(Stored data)
⁂

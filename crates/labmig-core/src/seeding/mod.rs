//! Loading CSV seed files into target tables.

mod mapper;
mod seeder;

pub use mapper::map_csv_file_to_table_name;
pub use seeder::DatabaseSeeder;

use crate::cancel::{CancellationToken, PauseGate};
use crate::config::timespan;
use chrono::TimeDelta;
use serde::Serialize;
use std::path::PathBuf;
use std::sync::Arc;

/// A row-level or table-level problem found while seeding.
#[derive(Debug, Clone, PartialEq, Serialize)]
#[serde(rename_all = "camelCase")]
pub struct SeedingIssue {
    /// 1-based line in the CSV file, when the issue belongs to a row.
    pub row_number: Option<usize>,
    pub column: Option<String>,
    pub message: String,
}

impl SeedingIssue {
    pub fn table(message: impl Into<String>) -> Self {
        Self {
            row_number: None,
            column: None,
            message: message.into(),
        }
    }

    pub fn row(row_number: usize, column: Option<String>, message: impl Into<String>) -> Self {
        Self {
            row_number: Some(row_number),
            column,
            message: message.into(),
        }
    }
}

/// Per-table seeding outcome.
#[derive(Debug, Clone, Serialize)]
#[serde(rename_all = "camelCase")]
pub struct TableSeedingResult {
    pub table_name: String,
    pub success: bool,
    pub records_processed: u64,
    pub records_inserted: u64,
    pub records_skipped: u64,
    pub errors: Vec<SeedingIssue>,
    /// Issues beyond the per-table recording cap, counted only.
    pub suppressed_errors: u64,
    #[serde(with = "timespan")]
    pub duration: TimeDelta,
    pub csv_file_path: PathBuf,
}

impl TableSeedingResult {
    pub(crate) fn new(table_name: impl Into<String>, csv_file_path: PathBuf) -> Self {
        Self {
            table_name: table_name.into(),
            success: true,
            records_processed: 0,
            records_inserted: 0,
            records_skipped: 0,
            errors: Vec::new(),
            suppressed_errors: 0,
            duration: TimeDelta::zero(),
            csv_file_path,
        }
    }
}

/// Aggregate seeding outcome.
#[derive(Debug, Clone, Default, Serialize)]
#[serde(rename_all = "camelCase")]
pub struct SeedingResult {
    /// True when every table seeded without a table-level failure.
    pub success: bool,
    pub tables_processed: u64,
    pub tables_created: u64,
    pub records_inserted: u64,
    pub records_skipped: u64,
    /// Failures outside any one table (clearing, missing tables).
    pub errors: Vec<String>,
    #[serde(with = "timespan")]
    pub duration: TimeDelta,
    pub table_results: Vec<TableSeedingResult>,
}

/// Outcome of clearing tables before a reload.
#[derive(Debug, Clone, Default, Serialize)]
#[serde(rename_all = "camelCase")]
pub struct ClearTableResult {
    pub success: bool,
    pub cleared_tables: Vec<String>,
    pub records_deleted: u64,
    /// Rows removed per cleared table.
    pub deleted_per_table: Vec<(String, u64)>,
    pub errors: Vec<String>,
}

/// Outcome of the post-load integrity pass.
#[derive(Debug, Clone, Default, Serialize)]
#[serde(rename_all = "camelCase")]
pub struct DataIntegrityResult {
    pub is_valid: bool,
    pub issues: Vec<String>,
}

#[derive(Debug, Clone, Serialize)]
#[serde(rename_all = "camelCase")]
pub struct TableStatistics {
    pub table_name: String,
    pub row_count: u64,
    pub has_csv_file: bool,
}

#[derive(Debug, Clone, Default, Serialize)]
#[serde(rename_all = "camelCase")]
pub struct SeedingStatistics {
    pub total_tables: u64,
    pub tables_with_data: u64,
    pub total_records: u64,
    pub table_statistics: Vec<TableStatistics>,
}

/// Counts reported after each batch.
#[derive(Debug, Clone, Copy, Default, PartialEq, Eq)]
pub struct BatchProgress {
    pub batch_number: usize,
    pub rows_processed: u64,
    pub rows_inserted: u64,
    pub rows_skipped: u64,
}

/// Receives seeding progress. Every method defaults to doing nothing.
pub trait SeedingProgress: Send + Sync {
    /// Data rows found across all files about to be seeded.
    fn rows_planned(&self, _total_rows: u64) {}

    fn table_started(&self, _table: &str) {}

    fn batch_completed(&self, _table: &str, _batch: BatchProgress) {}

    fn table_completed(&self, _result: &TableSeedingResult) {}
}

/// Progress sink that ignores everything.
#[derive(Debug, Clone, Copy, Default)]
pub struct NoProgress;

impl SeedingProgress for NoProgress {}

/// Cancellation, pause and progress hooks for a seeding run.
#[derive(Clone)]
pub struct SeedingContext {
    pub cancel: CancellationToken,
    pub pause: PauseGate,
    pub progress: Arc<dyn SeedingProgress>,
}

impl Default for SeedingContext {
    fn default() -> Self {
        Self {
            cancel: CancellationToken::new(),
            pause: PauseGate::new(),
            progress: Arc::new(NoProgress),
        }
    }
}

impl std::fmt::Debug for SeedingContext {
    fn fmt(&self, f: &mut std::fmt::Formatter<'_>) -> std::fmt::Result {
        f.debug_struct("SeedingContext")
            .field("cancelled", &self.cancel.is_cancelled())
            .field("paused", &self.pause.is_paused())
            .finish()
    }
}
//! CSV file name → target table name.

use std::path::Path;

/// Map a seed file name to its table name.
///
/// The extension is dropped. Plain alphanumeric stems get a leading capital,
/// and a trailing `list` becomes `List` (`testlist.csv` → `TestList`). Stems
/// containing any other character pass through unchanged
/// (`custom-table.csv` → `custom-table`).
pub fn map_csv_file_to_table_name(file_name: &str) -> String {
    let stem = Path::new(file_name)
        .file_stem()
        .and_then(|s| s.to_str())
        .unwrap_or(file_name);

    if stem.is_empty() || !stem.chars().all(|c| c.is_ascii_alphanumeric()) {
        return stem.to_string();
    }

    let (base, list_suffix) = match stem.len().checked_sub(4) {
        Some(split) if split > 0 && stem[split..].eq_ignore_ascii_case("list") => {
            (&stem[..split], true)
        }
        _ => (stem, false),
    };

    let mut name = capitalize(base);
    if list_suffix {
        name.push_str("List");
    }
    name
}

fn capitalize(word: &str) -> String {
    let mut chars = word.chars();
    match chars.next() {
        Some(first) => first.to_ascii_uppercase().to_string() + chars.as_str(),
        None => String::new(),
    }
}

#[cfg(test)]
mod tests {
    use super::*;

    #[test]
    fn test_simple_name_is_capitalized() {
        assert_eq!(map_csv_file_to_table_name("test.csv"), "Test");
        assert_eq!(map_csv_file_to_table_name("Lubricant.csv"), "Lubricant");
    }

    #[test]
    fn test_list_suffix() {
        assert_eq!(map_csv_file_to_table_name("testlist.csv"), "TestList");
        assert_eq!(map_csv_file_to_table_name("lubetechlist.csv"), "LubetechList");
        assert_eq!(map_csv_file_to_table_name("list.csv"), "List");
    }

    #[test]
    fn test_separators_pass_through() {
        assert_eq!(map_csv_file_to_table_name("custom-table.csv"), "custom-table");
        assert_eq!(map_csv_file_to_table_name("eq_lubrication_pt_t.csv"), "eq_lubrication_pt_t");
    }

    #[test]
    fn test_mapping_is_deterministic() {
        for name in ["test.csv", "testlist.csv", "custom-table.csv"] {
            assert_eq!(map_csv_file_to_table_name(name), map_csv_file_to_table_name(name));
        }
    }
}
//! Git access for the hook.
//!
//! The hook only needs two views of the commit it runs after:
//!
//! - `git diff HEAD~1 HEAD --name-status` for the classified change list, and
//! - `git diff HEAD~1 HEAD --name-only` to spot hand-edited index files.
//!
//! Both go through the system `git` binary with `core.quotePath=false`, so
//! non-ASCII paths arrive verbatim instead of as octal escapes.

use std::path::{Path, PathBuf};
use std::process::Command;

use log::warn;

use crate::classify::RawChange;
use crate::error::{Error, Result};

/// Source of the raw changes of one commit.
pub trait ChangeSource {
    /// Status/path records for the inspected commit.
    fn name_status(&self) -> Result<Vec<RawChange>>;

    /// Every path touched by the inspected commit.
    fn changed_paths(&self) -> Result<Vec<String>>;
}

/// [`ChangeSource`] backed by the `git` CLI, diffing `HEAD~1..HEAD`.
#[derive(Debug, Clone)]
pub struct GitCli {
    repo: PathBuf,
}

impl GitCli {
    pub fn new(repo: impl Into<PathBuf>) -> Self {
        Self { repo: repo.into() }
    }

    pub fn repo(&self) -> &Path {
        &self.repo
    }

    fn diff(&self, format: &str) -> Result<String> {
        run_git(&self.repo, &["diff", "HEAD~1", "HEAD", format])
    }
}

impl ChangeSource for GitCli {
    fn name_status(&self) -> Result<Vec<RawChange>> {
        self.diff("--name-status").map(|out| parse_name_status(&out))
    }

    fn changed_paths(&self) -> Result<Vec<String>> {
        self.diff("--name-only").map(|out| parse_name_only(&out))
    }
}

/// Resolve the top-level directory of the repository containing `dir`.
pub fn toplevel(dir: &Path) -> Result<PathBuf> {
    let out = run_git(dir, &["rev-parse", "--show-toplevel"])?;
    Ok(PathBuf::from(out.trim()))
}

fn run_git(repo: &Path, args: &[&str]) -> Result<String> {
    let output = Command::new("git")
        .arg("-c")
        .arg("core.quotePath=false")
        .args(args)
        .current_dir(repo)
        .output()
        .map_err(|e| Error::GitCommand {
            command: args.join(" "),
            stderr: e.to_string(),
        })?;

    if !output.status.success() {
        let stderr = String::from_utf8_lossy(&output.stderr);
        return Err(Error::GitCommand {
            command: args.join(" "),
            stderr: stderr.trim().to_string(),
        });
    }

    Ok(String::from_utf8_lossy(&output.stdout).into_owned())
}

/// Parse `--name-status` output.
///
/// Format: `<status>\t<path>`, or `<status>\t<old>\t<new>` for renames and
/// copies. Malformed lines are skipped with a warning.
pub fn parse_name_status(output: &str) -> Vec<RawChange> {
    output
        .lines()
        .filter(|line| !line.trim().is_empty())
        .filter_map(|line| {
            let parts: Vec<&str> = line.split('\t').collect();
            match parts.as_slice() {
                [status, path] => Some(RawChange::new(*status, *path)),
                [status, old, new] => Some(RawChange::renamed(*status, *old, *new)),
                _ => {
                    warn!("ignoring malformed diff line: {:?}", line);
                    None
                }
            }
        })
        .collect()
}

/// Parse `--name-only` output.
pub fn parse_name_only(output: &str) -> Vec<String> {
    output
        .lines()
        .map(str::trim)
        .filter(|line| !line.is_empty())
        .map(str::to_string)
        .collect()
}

⁂

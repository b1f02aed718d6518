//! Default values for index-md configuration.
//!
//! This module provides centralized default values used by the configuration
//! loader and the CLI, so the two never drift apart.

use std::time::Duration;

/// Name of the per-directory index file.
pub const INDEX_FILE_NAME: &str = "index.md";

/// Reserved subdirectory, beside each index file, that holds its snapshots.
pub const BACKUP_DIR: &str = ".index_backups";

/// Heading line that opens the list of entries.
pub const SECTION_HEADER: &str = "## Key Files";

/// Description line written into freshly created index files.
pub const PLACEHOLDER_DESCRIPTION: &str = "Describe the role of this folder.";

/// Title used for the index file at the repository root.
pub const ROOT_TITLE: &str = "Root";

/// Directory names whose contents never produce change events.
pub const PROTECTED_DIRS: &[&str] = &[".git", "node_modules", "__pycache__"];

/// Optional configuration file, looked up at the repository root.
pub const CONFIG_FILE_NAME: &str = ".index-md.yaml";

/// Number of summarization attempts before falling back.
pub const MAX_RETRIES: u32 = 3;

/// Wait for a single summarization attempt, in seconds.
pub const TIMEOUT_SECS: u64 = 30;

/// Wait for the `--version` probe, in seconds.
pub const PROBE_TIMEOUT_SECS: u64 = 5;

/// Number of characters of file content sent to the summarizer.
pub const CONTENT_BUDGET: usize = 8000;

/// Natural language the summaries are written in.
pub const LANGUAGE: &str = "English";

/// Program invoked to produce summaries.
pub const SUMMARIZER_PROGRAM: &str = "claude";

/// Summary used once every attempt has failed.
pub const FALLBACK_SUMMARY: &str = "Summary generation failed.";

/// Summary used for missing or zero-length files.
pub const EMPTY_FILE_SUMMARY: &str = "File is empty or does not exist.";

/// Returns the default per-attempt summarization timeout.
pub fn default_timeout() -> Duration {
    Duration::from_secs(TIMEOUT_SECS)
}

⁂

:: EXERCISE INSTRUCTIONS ::
Scan the entries above and show each line that contains the word "commit".

:: RESPONSE ::
//! The hook only needs two views of the commit it runs after:
/// Source of the raw changes of one commit.
    /// Status/path records for the inspected commit.
    /// Every path touched by the inspected commit.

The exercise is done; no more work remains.